Sunday, February 06, 2011

Black Swan Theory anyone?

I am against mercury in my environment.

I have not been advocating against vaccines, and yet, I see that people who think the way I do are called anti-vaccine. I am for safe vaccines. I want all the disease strains I am vaccinated with to be as safe as they can be. I want two things:

1. I want mercury out of all my vaccines, and 2. I don't like any multi-valent vaccines (DPT, MMR etc.) because it is largely unknown how the immune system deals with an onslaught of several different disease-causing agents simultaneously, especially when they are alive, as is the case with MMR (measles, mumps, rubella).

Why are those two questions not addressed by the government or the vaccine makers? The question that forces itself into my mind is "are there market forces at work that have absolutely nothing to do with vaccine safety and do they have everything to do with wilful denial of a problem?"

That brings me to Nassim Nicholas Taleb's Black Swan Theory:

The Black Swan Theory or Theory of Black Swan Events is a metaphor that encapsulates the concept that The event is a surprise (to the observer) and has a major impact. After the fact, the event is rationalized by hindsight.

http://en.wikipedia.org/wiki/Black_swan_theory

It has been used in the context of the recent financial crisis. But it could also be applied to the vaccine debate.

The vaccine manufacturers are making sure that all the propaganda is used to deny credibility to those of us who like to err on the side of caution. Brooksley Born [http://articles.sfgate.com/2010-12-05/business/25008348_1_derivatives-complex-financial-instruments-president-s-working-group] raised objections to trading in derivatives. She was not allowed to be heard when it would have mattered in 1998.

Is the vaccine situation such a Black Swan Event? The people who are raising their voices about the possibility that certain adjuvants in vaccines might cause autism (and other adverse effects) are merely wanting to implement some basic studies to ascertain that vaccines are as safe as they can be.

I would like to see a study that compares vaccinated children to unvaccinated ones. This has not been done. Also vaccine makers should make individual vials available that have not been preserved with Thimerosal; also they should not contain large amounts of aluminum and other adjuvants. I also would like to see a requirement to make vaccines available that contain only a single disease agent.

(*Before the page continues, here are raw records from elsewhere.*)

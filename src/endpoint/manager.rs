// src/endpoint/manager.rs

//! A set of live listeners — one UNIX control socket plus zero or more TLS
//! network sockets — each bound to an HTTP router.
//!
//! TLS hot reload without dropping connections follows `axum-server`'s
//! `RustlsConfig` + `Handle` pattern: the listener's rustls config is a
//! shared handle that can be swapped in place (`reload_from_pem`), and
//! graceful shutdown of one endpoint never touches the others because each
//! owns its own `Handle`.

use std::path::{Path, PathBuf};
use std::time::Duration;

use anyhow::{Context, Result};
use axum::Router;
use axum_server::Handle;
use axum_server::tls_rustls::RustlsConfig;
use dashmap::DashMap;
use tokio::net::UnixListener;
use tokio::sync::oneshot;
use tokio::task::JoinHandle;
use tracing::{error, info};

use crate::cert::CertMaterial;
use crate::os_layout::OsLayout;

/// Which endpoint(s) a [`EndpointManager::down`] call targets.
#[derive(Debug, Clone, PartialEq, Eq)]
pub enum EndpointKind {
    ControlSocket,
    /// Every network endpoint.
    Network,
    /// Only the network endpoint bound at this address, leaving every other
    /// listener (including an extension server on a distinct address)
    /// untouched.
    NetworkAddress(String),
}

struct ControlEndpoint {
    path: PathBuf,
    shutdown_tx: Option<oneshot::Sender<()>>,
    join: JoinHandle<()>,
}

struct NetworkEndpoint {
    tls_config: RustlsConfig,
    handle: Handle,
    join: JoinHandle<()>,
}

/// Owns every bound listener for this node. One instance lives for the
/// lifetime of a running daemon.
#[derive(Default)]
pub struct EndpointManager {
    control: parking_lot::Mutex<Option<ControlEndpoint>>,
    network: DashMap<String, NetworkEndpoint>,
}

impl EndpointManager {
    pub fn new() -> Self {
        Self::default()
    }

    /// Binds the UNIX control socket at `layout.control_socket_path()`,
    /// chgrp'd and chmod'd per `socket_group`, serving `router`.
    pub fn add_control_socket(
        &self,
        layout: &OsLayout,
        socket_group: &str,
        router: Router,
    ) -> Result<()> {
        let path = layout.control_socket_path();
        if path.exists() {
            std::fs::remove_file(&path)
                .with_context(|| format!("Failed to remove stale socket '{}'", path.display()))?;
        }
        let listener = UnixListener::bind(&path)
            .with_context(|| format!("Failed to bind control socket '{}'", path.display()))?;
        layout
            .chown_socket(&path, socket_group)
            .with_context(|| format!("Failed to set ownership on '{}'", path.display()))?;

        let (shutdown_tx, shutdown_rx) = oneshot::channel();
        let join = tokio::spawn(async move {
            let result = axum::serve(listener, router.into_make_service())
                .with_graceful_shutdown(async {
                    let _ = shutdown_rx.await;
                })
                .await;
            if let Err(e) = result {
                error!("Control socket server exited with an error: {e}");
            }
        });

        *self.control.lock() = Some(ControlEndpoint {
            path: path.clone(),
            shutdown_tx: Some(shutdown_tx),
            join,
        });
        info!("Control socket listening on {}", path.display());
        Ok(())
    }

    /// Binds a TLS network listener at `bind_address` using `cert`, serving
    /// `router`. Keyed by `bind_address`; rebinding the same address replaces
    /// the prior listener.
    pub async fn add_network(
        &self,
        bind_address: &str,
        cert: &CertMaterial,
        router: Router,
    ) -> Result<()> {
        let addr: std::net::SocketAddr = bind_address
            .parse()
            .with_context(|| format!("Invalid bind address '{bind_address}'"))?;
        let tls_config = RustlsConfig::from_pem(cert.cert_pem.clone(), cert.key_pem.clone())
            .await
            .context("Failed to build TLS config from certificate material")?;

        let handle = Handle::new();
        let join = tokio::spawn({
            let tls_config = tls_config.clone();
            let handle = handle.clone();
            async move {
                let result = axum_server::bind_rustls(addr, tls_config)
                    .handle(handle)
                    .serve(router.into_make_service())
                    .await;
                if let Err(e) = result {
                    error!("Network endpoint {addr} exited with an error: {e}");
                }
            }
        });

        self.network.insert(
            bind_address.to_string(),
            NetworkEndpoint {
                tls_config,
                handle,
                join,
            },
        );
        info!("Network endpoint listening on {bind_address}");
        Ok(())
    }

    /// Swaps the TLS certificate on every live network endpoint. In-flight
    /// requests complete on the old certificate; only new connections (not
    /// new requests on already-accepted connections) observe the swap.
    pub async fn update_tls(&self, cert: &CertMaterial) -> Result<()> {
        for entry in self.network.iter() {
            entry
                .value()
                .tls_config
                .reload_from_pem(cert.cert_pem.clone(), cert.key_pem.clone())
                .await
                .context("Failed to reload TLS configuration on a network endpoint")?;
        }
        Ok(())
    }

    /// Stops endpoints of the given kind, or all of them if `kind` is `None`.
    /// Network endpoints are given a grace period to drain in-flight
    /// requests before being forced closed.
    pub async fn down(&self, kind: Option<EndpointKind>) {
        if matches!(kind, None | Some(EndpointKind::ControlSocket)) {
            let control = self.control.lock().take();
            if let Some(mut control) = control {
                if let Some(tx) = control.shutdown_tx.take() {
                    let _ = tx.send(());
                }
                let _ = control.join.await;
                let _ = std::fs::remove_file(&control.path);
            }
        }

        match &kind {
            None | Some(EndpointKind::Network) => {
                let keys: Vec<String> = self.network.iter().map(|e| e.key().clone()).collect();
                for key in keys {
                    self.down_network_address(&key).await;
                }
            }
            Some(EndpointKind::NetworkAddress(address)) => {
                self.down_network_address(address).await;
            }
            Some(EndpointKind::ControlSocket) => {}
        }
    }

    async fn down_network_address(&self, address: &str) {
        if let Some((_, endpoint)) = self.network.remove(address) {
            endpoint
                .handle
                .graceful_shutdown(Some(Duration::from_secs(10)));
            let _ = endpoint.join.await;
        }
    }

    pub fn control_socket_path(&self) -> Option<PathBuf> {
        self.control.lock().as_ref().map(|c| c.path.clone())
    }

    pub fn network_addresses(&self) -> Vec<String> {
        self.network.iter().map(|e| e.key().clone()).collect()
    }
}

/// True iff `address` is the empty string or string-equal to `core_address`
/// after both are treated as opaque `host:port` strings. Deliberately never
/// IP equality: two differently-spelled addresses for the same host are
/// treated as distinct.
pub fn address_matches_core(address: Option<&str>, core_address: &str) -> bool {
    match address {
        None => true,
        Some(a) if a.is_empty() => true,
        Some(a) => a == core_address,
    }
}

Vaccine manufacturers and the government would be trusted more if a sincere effort were made to come up with something in that direction.

Tuesday, February 01, 2011

What really is it that makes science science

Long ago I learned that science is a way of thinking. It is not following a formula although that may be part of it. Science is the act of discovery. It is the formulation of discovery so it can be replicated and thus passed on as fact.

It is not science when tired old truisms are wrapped in new clothes. Following a standard formula and using big words does not science make. Description of a scientific study also is not science, although it may be a way to science. So what then is science?

Science is finding the truth through trial and error. That means you may even be wrong at first. But you keep looking, and you keep wondering until finally the revelation shines as a bright lantern. Science means observation. It means to get to know something. Science is organizing those observations into a testable statement.

Science is finding the truth through seeking. It may be a winding path. But once the goal is in sight, it will fulfill all the requirements of a deeper truth. And that deeper truth is the beginning of the understanding of science.

Science can't be corrupted. It has to be honest. It has to stand alone and wait for confirmation and discourse until more knowledge changes the concept to an even greater truth.